她總是說,能忍就忍,忍不了就當面翻臉,背後說人算不得本事。
沈時倦讓她開了這個先河。
她緊緊地用力地握住我的手,仿佛要把全身的力量都注入到我的手掌中。
「晚凝,你知道相思子嗎?」
「紅豆。」我莫名地道:「那首詩,紅豆生南國...」
「對,紅豆生南國,春來發幾枝,願君多採擷,此物最相思。

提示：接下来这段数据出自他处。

#[cfg(test)]
mod tests {
    use super::*;
    use crate::sql::ddl::{parse_ddl, DdlStatement};

    fn create_table(db: usize, root: PageId, sql: &str) -> Result<(TableDef, Vec<IndexDef>)> {
        match parse_ddl(sql)? {
            DdlStatement::CreateTable(stmt) => TableDef::from_create(db, root, &stmt, sql),
            other => panic!("not a CREATE TABLE: {other:?}"),
        }
    }

    #[test]
    fn integer_primary_key_is_rowid_alias() {
        let (t, ix) = create_table(0, 2, "CREATE TABLE t(id INTEGER PRIMARY KEY, name TEXT)").unwrap();
        assert_eq!(t.rowid_alias, Some(0));
        assert!(t.columns[0].primary_key);
        assert_eq!(t.columns[1].affinity, DataType::Text);
        assert!(ix.is_empty());
    }

    #[test]
    fn constraints_create_numbered_autoindexes() {
        let (_, ix) = create_table(
            0,
            2,
            "CREATE TABLE t(a TEXT PRIMARY KEY, b INT UNIQUE, c, UNIQUE(b, c), UNIQUE(b))",
        )
        .unwrap();
        let names: Vec<&str> = ix.iter().map(|i| i.name.as_str()).collect();
        assert_eq!(
            names,
            ["sqlite_autoindex_t_1", "sqlite_autoindex_t_2", "sqlite_autoindex_t_3"]
        );
        assert_eq!(ix[0].origin, IndexOrigin::PrimaryKey);
        assert_eq!(ix[1].origin, IndexOrigin::Unique);
        assert_eq!(ix[2].columns, vec![1, 2]);
        assert!(ix.iter().all(|i| i.root == 0 && i.unique && i.sql.is_none()));
    }

    #[test]
    fn int_primary_key_is_not_an_alias() {
        let (t, ix) = create_table(0, 2, "CREATE TABLE t(id INT PRIMARY KEY)").unwrap();
        assert_eq!(t.rowid_alias, None);
        assert_eq!(ix.len(), 1);
    }

    #[test]
    fn rejects_bad_tables() {
        assert!(create_table(0, 2, "CREATE TABLE t(a, A)").is_err());
        assert!(create_table(0, 2, "CREATE TABLE t(a PRIMARY KEY, b, PRIMARY KEY(b))").is_err());
        assert!(create_table(0, 2, "CREATE TABLE t(a, FOREIGN KEY(x) REFERENCES p)").is_err());
        assert!(create_table(0, 2, "CREATE TABLE t(a PRIMARY KEY) WITHOUT ROWID").is_err());
    }

    #[test]
    fn foreign_keys_resolve_child_columns() {
        let (t, _) = create_table(
            0,
            2,
            "CREATE TABLE c(id INTEGER PRIMARY KEY, pid INT REFERENCES p ON DELETE CASCADE, \
             x, y, FOREIGN KEY(x, y) REFERENCES q(a, b))",
        )
        .unwrap();
        assert_eq!(t.foreign_keys.len(), 2);
        assert_eq!(t.foreign_keys[0].columns, vec![1]);
        assert_eq!(t.foreign_keys[0].on_delete, FkAction::Cascade);
        assert_eq!(t.foreign_keys[1].columns, vec![2, 3]);
        assert_eq!(t.foreign_keys[1].parent_columns, vec!["a", "b"]);
    }

    #[test]
    fn lookup_is_case_insensitive_and_temp_first() {
        let mut catalog = Catalog::new();
        let (main_t, _) = create_table(MAIN_DB, 2, "CREATE TABLE Users(a)").unwrap();
        let (temp_t, _) = create_table(TEMP_DB, 2, "CREATE TABLE users(b)").unwrap();
        catalog.schema_mut(MAIN_DB).unwrap().add_table(main_t).unwrap();
        catalog.schema_mut(TEMP_DB).unwrap().add_table(temp_t).unwrap();

        assert_eq!(catalog.find_table("USERS", None).unwrap().db, TEMP_DB);
        assert_eq!(catalog.find_table("users", Some(MAIN_DB)).unwrap().name, "Users");
        assert!(matches!(
            catalog.lookup("users", Some(MAIN_DB)),
            Some(SchemaObject::Table(_))
        ));
        assert!(catalog.lookup("nothing", None).is_none());
    }

    #[test]
    fn tables_and_indexes_share_a_namespace() {
        let mut schema = Schema::new("main");
        let (t, ix) = create_table(MAIN_DB, 2, "CREATE TABLE t(a UNIQUE)").unwrap();
        schema.add_table(t.clone()).unwrap();
        schema.add_index(ix[0].clone()).unwrap();
        assert!(matches!(schema.add_table(t), Err(HorizonError::AlreadyExists(_))));

        let mut clash = ix[0].clone();
        clash.name = "T".into();
        assert!(matches!(schema.add_index(clash), Err(HorizonError::AlreadyExists(_))));
    }

    #[test]
    fn remove_table_takes_indexes_triggers_and_stats() {
        let mut schema = Schema::new("main");
        let (t, ix) = create_table(MAIN_DB, 2, "CREATE TABLE t(a UNIQUE)").unwrap();
        schema.add_table(t).unwrap();
        schema.add_index(ix[0].clone()).unwrap();
        schema.set_stats("t", ObjectStats { entries: 3 });
        schema.set_stats(&ix[0].name, ObjectStats { entries: 3 });
        let trig = match parse_ddl("CREATE TRIGGER tr AFTER DELETE ON t BEGIN SELECT 1; END").unwrap() {
            DdlStatement::CreateTrigger(stmt) => TriggerDef::from_create(MAIN_DB, &stmt, ""),
            _ => unreachable!(),
        };
        schema.add_trigger(trig).unwrap();

        assert!(schema.remove_table("T").is_some());
        assert!(schema.is_empty());
        assert_eq!(schema.stats("t"), None);
        assert_eq!(schema.stats(&ix[0].name), None);
    }

    #[test]
    fn detach_renumbers_later_schemas() {
        let mut catalog = Catalog::new();
        let a = catalog.push_schema("a");
        let b = catalog.push_schema("b");
        let (t, _) = create_table(b, 2, "CREATE TABLE t(x)").unwrap();
        catalog.schema_mut(b).unwrap().add_table(t).unwrap();

        catalog.remove_schema(a).unwrap();
        assert_eq!(catalog.db_index("b"), Some(2));
        assert_eq!(catalog.find_table("t", None).unwrap().db, 2);
        assert!(catalog.remove_schema(TEMP_DB).is_err());
    }

    #[test]
    fn fk_children_and_root_owner() {
        let mut schema_catalog = Catalog::new();
        let (p, _) = create_table(MAIN_DB, 2, "CREATE TABLE p(id INTEGER PRIMARY KEY)").unwrap();
        let (c, _) = create_table(MAIN_DB, 3, "CREATE TABLE c(pid REFERENCES P)").unwrap();
        let main = schema_catalog.schema_mut(MAIN_DB).unwrap();
        main.add_table(p).unwrap();
        main.add_table(c).unwrap();

        let children = schema_catalog.fk_children(MAIN_DB, "p");
        assert_eq!(children.len(), 1);
        assert_eq!(children[0].0.name, "c");
        assert_eq!(schema_catalog.schema(MAIN_DB).unwrap().root_owner(3), Some("c"));
        assert_eq!(schema_catalog.schema(MAIN_DB).unwrap().root_owner(9), None);
    }
}
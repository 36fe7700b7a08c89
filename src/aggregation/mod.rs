//! Cross-venue price aggregation.
//!
//! Keeps the latest normalized quote per (symbol, venue), excludes
//! venues whose breaker is open or whose quote aged past the staleness
//! window, and recomputes the best bid/ask whenever an input changes.
//! Recomputation is serialized per symbol; symbols proceed in parallel.

use crate::bus::EventBus;
use crate::core::config::CoreConfig;
use crate::core::events::{
    AggregatedPrice, CircuitState, HealthEvent, HealthKind, PriceEvent, PriceSource, QuoteUpdate,
};
use crate::types::Symbol;
use crate::venues::registry::VenueRegistry;
use chrono::Utc;
use dashmap::DashMap;
use smallvec::SmallVec;
use std::collections::HashMap;
use std::sync::{Arc, Mutex};
use std::time::Duration;
use tokio::task::JoinHandle;
use tracing::{debug, info};

/// Best bid/ask across a set of per-venue quotes. Comparisons are on
/// the exact decimal values. Returns None when the set is empty.
pub fn aggregate(symbol: &Symbol, quotes: &[QuoteUpdate]) -> Option<AggregatedPrice> {
    let best_bid = quotes.iter().max_by(|a, b| {
        a.bid
            .cmp(&b.bid)
            // Equal bids resolve to the lower venue id for determinism
            .then_with(|| b.venue.cmp(&a.venue))
    })?;
    let best_ask = quotes.iter().min_by(|a, b| {
        a.ask
            .cmp(&b.ask)
            .then_with(|| a.venue.cmp(&b.venue))
    })?;
    let mut sources: SmallVec<[PriceSource; 4]> = quotes
        .iter()
        .map(|q| PriceSource {
            venue: q.venue,
            bid: q.bid,
            ask: q.ask,
            timestamp: q.timestamp,
        })
        .collect();
    sources.sort_by_key(|s| s.venue);
    Some(AggregatedPrice {
        symbol: symbol.clone(),
        best_bid: best_bid.bid,
        best_bid_venue: best_bid.venue,
        best_ask: best_ask.ask,
        best_ask_venue: best_ask.venue,
        sources,
        computed_at: Utc::now(),
    })
}

/// Aggregated price served to readers, explicitly tagged when it is a
/// last-known value no longer backed by any eligible venue
#[derive(Debug, Clone, PartialEq, Eq)]
pub struct PriceSnapshot {
    pub price: AggregatedPrice,
    pub stale: bool,
}

struct SymbolBook {
    quotes: HashMap<crate::core::events::VenueId, QuoteUpdate>,
    last_published: Option<AggregatedPrice>,
    /// Last publication for this symbol was NoLiquidity
    no_liquidity: bool,
}

impl SymbolBook {
    fn new() -> Self {
        Self {
            quotes: HashMap::new(),
            last_published: None,
            no_liquidity: false,
        }
    }
}

/// The price aggregation engine. Owns the per-symbol quote tables;
/// other components read through [`AggregationEngine::current`] or the
/// price topic, never through shared references to the tables.
pub struct AggregationEngine {
    registry: Arc<VenueRegistry>,
    bus: EventBus,
    staleness_window: Duration,
    sweep_interval: Duration,
    books: DashMap<Symbol, Mutex<SymbolBook>>,
}

impl AggregationEngine {
    pub fn new(registry: Arc<VenueRegistry>, bus: EventBus, config: &CoreConfig) -> Self {
        Self {
            registry,
            bus,
            staleness_window: config.staleness_window,
            sweep_interval: config.sweep_interval,
            books: DashMap::new(),
        }
    }

    /// Latest computed price for a symbol. `stale` is true when no
    /// venue is currently eligible and the value is last-known only.
    pub fn current(&self, symbol: &Symbol) -> Option<PriceSnapshot> {
        let book = self.books.get(symbol)?;
        let book = book.lock().unwrap();
        let price = book.last_published.clone()?;
        Some(PriceSnapshot {
            stale: book.no_liquidity,
            price,
        })
    }

    /// Ingest one normalized venue quote and republish the aggregate
    pub fn apply_quote(&self, quote: QuoteUpdate) {
        let symbol = quote.symbol.clone();
        let book = self
            .books
            .entry(symbol.clone())
            .or_insert_with(|| Mutex::new(SymbolBook::new()));
        let mut book = book.lock().unwrap();
        // Per-venue timestamps are monotonic; drop regressions
        if let Some(existing) = book.quotes.get(&quote.venue) {
            if quote.timestamp < existing.timestamp {
                debug!(venue = %quote.venue, symbol = %symbol, "stale quote regression dropped");
                return;
            }
        }
        book.quotes.insert(quote.venue, quote);
        self.recompute_locked(&symbol, &mut book, true);
    }

    /// React to a health transition: an opened breaker excludes the
    /// venue from every symbol immediately; recovery re-includes it on
    /// the venue's next fresh quote.
    pub fn handle_health(&self, event: &HealthEvent) {
        if let HealthKind::Circuit(state) = &event.kind {
            if *state == CircuitState::Open {
                info!(venue = %event.venue, "excluding venue from aggregation");
            }
            self.sweep();
        }
    }

    /// Re-evaluate every symbol, expiring quotes that aged out without
    /// a superseding update
    pub fn sweep(&self) {
        for entry in self.books.iter() {
            let symbol = entry.key().clone();
            let mut book = entry.value().lock().unwrap();
            self.recompute_locked(&symbol, &mut book, false);
        }
    }

    fn eligible(&self, book: &SymbolBook) -> Vec<QuoteUpdate> {
        let now = Utc::now();
        let max_age = chrono::Duration::from_std(self.staleness_window)
            .unwrap_or(chrono::Duration::MAX);
        book.quotes
            .values()
            .filter(|q| now.signed_duration_since(q.timestamp) <= max_age)
            .filter(|q| self.registry.circuit_state(q.venue) != Some(CircuitState::Open))
            .cloned()
            .collect()
    }

    /// Recompute under the symbol's lock. `input_changed` forces a
    /// publication; otherwise only output changes are published.
    fn recompute_locked(&self, symbol: &Symbol, book: &mut SymbolBook, input_changed: bool) {
        let eligible = self.eligible(book);
        match aggregate(symbol, &eligible) {
            Some(price) => {
                let output_changed = book
                    .last_published
                    .as_ref()
                    .map(|last| !same_output(last, &price))
                    .unwrap_or(true);
                if input_changed || output_changed || book.no_liquidity {
                    book.no_liquidity = false;
                    book.last_published = Some(price.clone());
                    self.bus.publish_price(PriceEvent::Aggregated(price));
                }
            }
            None => {
                if !book.no_liquidity {
                    book.no_liquidity = true;
                    self.bus.publish_price(PriceEvent::NoLiquidity {
                        symbol: symbol.clone(),
                        last: book.last_published.clone(),
                    });
                }
            }
        }
    }

    /// Run the engine: consume venue quotes and health transitions,
    /// sweeping for aged-out quotes on a fixed cadence
    pub fn spawn(self: Arc<Self>) -> JoinHandle<()> {
        let mut prices = self.bus.subscribe_prices();
        let mut health = self.bus.subscribe_health();
        let mut sweep = tokio::time::interval(self.sweep_interval);
        sweep.set_missed_tick_behavior(tokio::time::MissedTickBehavior::Skip);
        tokio::spawn(async move {
            loop {
                tokio::select! {
                    event = prices.recv() => {
                        if let PriceEvent::Quote(quote) = event {
                            self.apply_quote(quote);
                        }
                    }
                    event = health.recv() => self.handle_health(&event),
                    _ = sweep.tick() => self.sweep(),
                }
            }
        })
    }
}

fn same_output(a: &AggregatedPrice, b: &AggregatedPrice) -> bool {
    a.best_bid == b.best_bid
        && a.best_bid_venue == b.best_bid_venue
        && a.best_ask == b.best_ask
        && a.best_ask_venue == b.best_ask_venue
        && a.sources.len() == b.sources.len()
        && a.sources
            .iter()
            .zip(b.sources.iter())
            .all(|(x, y)| x.venue == y.venue)
}
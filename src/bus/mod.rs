//! In-process publish/subscribe substrate for all core events.
//!
//! Topics are typed by event kind. Publishing never blocks and never
//! waits on a subscriber: each subscription owns a bounded FIFO, and on
//! overflow the oldest queued event is dropped and counted. Delivery
//! order is preserved per topic in publish order, which preserves it
//! per (topic, originating venue).

use crate::core::events::{Balance, HealthEvent, OrderEvent, PortfolioView, Position, PriceEvent};
use serde::Serialize;
use std::collections::VecDeque;
use std::sync::atomic::{AtomicU64, Ordering};
use std::sync::{Arc, Mutex, Weak};
use tokio::sync::Notify;

struct SubscriberShared<T> {
    queue: Mutex<VecDeque<T>>,
    notify: Notify,
    dropped: AtomicU64,
    capacity: usize,
}

/// Handle to one topic subscription. Dropping it unsubscribes; the
/// publisher prunes dead subscriptions lazily.
pub struct Subscription<T> {
    shared: Arc<SubscriberShared<T>>,
}

impl<T> Subscription<T> {
    /// Receive the next event, waiting if the queue is empty
    pub async fn recv(&mut self) -> T {
        loop {
            if let Some(event) = self.shared.queue.lock().unwrap().pop_front() {
                return event;
            }
            self.shared.notify.notified().await;
        }
    }

    /// Receive without waiting
    pub fn try_recv(&mut self) -> Option<T> {
        self.shared.queue.lock().unwrap().pop_front()
    }

    /// Events lost to overflow on this subscription
    pub fn dropped(&self) -> u64 {
        self.shared.dropped.load(Ordering::Relaxed)
    }
}

struct Topic<T> {
    subscribers: Mutex<Vec<Weak<SubscriberShared<T>>>>,
    published: AtomicU64,
    dropped: AtomicU64,
    capacity: usize,
}

impl<T: Clone> Topic<T> {
    fn new(capacity: usize) -> Self {
        Self {
            subscribers: Mutex::new(Vec::new()),
            published: AtomicU64::new(0),
            dropped: AtomicU64::new(0),
            capacity,
        }
    }

    fn publish(&self, event: T) {
        self.published.fetch_add(1, Ordering::Relaxed);
        let mut subscribers = self.subscribers.lock().unwrap();
        subscribers.retain(|weak| match weak.upgrade() {
            Some(shared) => {
                {
                    let mut queue = shared.queue.lock().unwrap();
                    if queue.len() >= shared.capacity {
                        queue.pop_front();
                        shared.dropped.fetch_add(1, Ordering::Relaxed);
                        self.dropped.fetch_add(1, Ordering::Relaxed);
                    }
                    queue.push_back(event.clone());
                }
                shared.notify.notify_one();
                true
            }
            None => false,
        });
    }

    fn subscribe(&self) -> Subscription<T> {
        let shared = Arc::new(SubscriberShared {
            queue: Mutex::new(VecDeque::with_capacity(self.capacity)),
            notify: Notify::new(),
            dropped: AtomicU64::new(0),
            capacity: self.capacity,
        });
        self.subscribers
            .lock()
            .unwrap()
            .push(Arc::downgrade(&shared));
        Subscription { shared }
    }

    fn stats(&self) -> TopicStats {
        TopicStats {
            published: self.published.load(Ordering::Relaxed),
            dropped: self.dropped.load(Ordering::Relaxed),
            subscribers: self
                .subscribers
                .lock()
                .unwrap()
                .iter()
                .filter(|w| w.strong_count() > 0)
                .count(),
        }
    }
}

/// Published/dropped counters for one topic
#[derive(Debug, Clone, Copy, PartialEq, Eq, Serialize)]
pub struct TopicStats {
    pub published: u64,
    pub dropped: u64,
    pub subscribers: usize,
}

/// Bus-wide counters, exposed for observability
#[derive(Debug, Clone, Serialize)]
pub struct BusStats {
    pub prices: TopicStats,
    pub orders: TopicStats,
    pub positions: TopicStats,
    pub balances: TopicStats,
    pub health: TopicStats,
    pub portfolio: TopicStats,
}

struct BusInner {
    prices: Topic<PriceEvent>,
    orders: Topic<OrderEvent>,
    positions: Topic<Position>,
    balances: Topic<Balance>,
    health: Topic<HealthEvent>,
    portfolio: Topic<PortfolioView>,
}

/// Cheaply cloneable handle to the event bus
#[derive(Clone)]
pub struct EventBus {
    inner: Arc<BusInner>,
}

impl EventBus {
    pub fn new(queue_capacity: usize) -> Self {
        Self {
            inner: Arc::new(BusInner {
                prices: Topic::new(queue_capacity),
                orders: Topic::new(queue_capacity),
                positions: Topic::new(queue_capacity),
                balances: Topic::new(queue_capacity),
                health: Topic::new(queue_capacity),
                portfolio: Topic::new(queue_capacity),
            }),
        }
    }

    pub fn publish_price(&self, event: PriceEvent) {
        self.inner.prices.publish(event);
    }

    pub fn publish_order(&self, event: OrderEvent) {
        self.inner.orders.publish(event);
    }

    pub fn publish_position(&self, event: Position) {
        self.inner.positions.publish(event);
    }

    pub fn publish_balance(&self, event: Balance) {
        self.inner.balances.publish(event);
    }

    pub fn publish_health(&self, event: HealthEvent) {
        self.inner.health.publish(event);
    }

    pub fn publish_portfolio(&self, view: PortfolioView) {
        self.inner.portfolio.publish(view);
    }

    pub fn subscribe_prices(&self) -> Subscription<PriceEvent> {
        self.inner.prices.subscribe()
    }

    pub fn subscribe_orders(&self) -> Subscription<OrderEvent> {
        self.inner.orders.subscribe()
    }

    pub fn subscribe_positions(&self) -> Subscription<Position> {
        self.inner.positions.subscribe()
    }

    pub fn subscribe_balances(&self) -> Subscription<Balance> {
        self.inner.balances.subscribe()
    }

    pub fn subscribe_health(&self) -> Subscription<HealthEvent> {
        self.inner.health.subscribe()
    }

    pub fn subscribe_portfolio(&self) -> Subscription<PortfolioView> {
        self.inner.portfolio.subscribe()
    }

    pub fn stats(&self) -> BusStats {
        BusStats {
            prices: self.inner.prices.stats(),
            orders: self.inner.orders.stats(),
            positions: self.inner.positions.stats(),
            balances: self.inner.balances.stats(),
            health: self.inner.health.stats(),
            portfolio: self.inner.portfolio.stats(),
        }
    }
}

」我媽喃喃地念著詩,她的聲音緩慢沉悶:「相思子有全紅,有半紅半黑的,形狀橢圓,表皮光滑,美麗且寓意動人,但是晚凝你知道嗎?相思子,相思入骨,其毒也入骸。世界上最可怕的是什麼?不是外表醜陋猙獰的東西,你看到它就會躲開。而是像相思子那樣美麗又讓人嚮往的東西,但往往這些東西是最有毒的,一顆致命,並且相思無解。」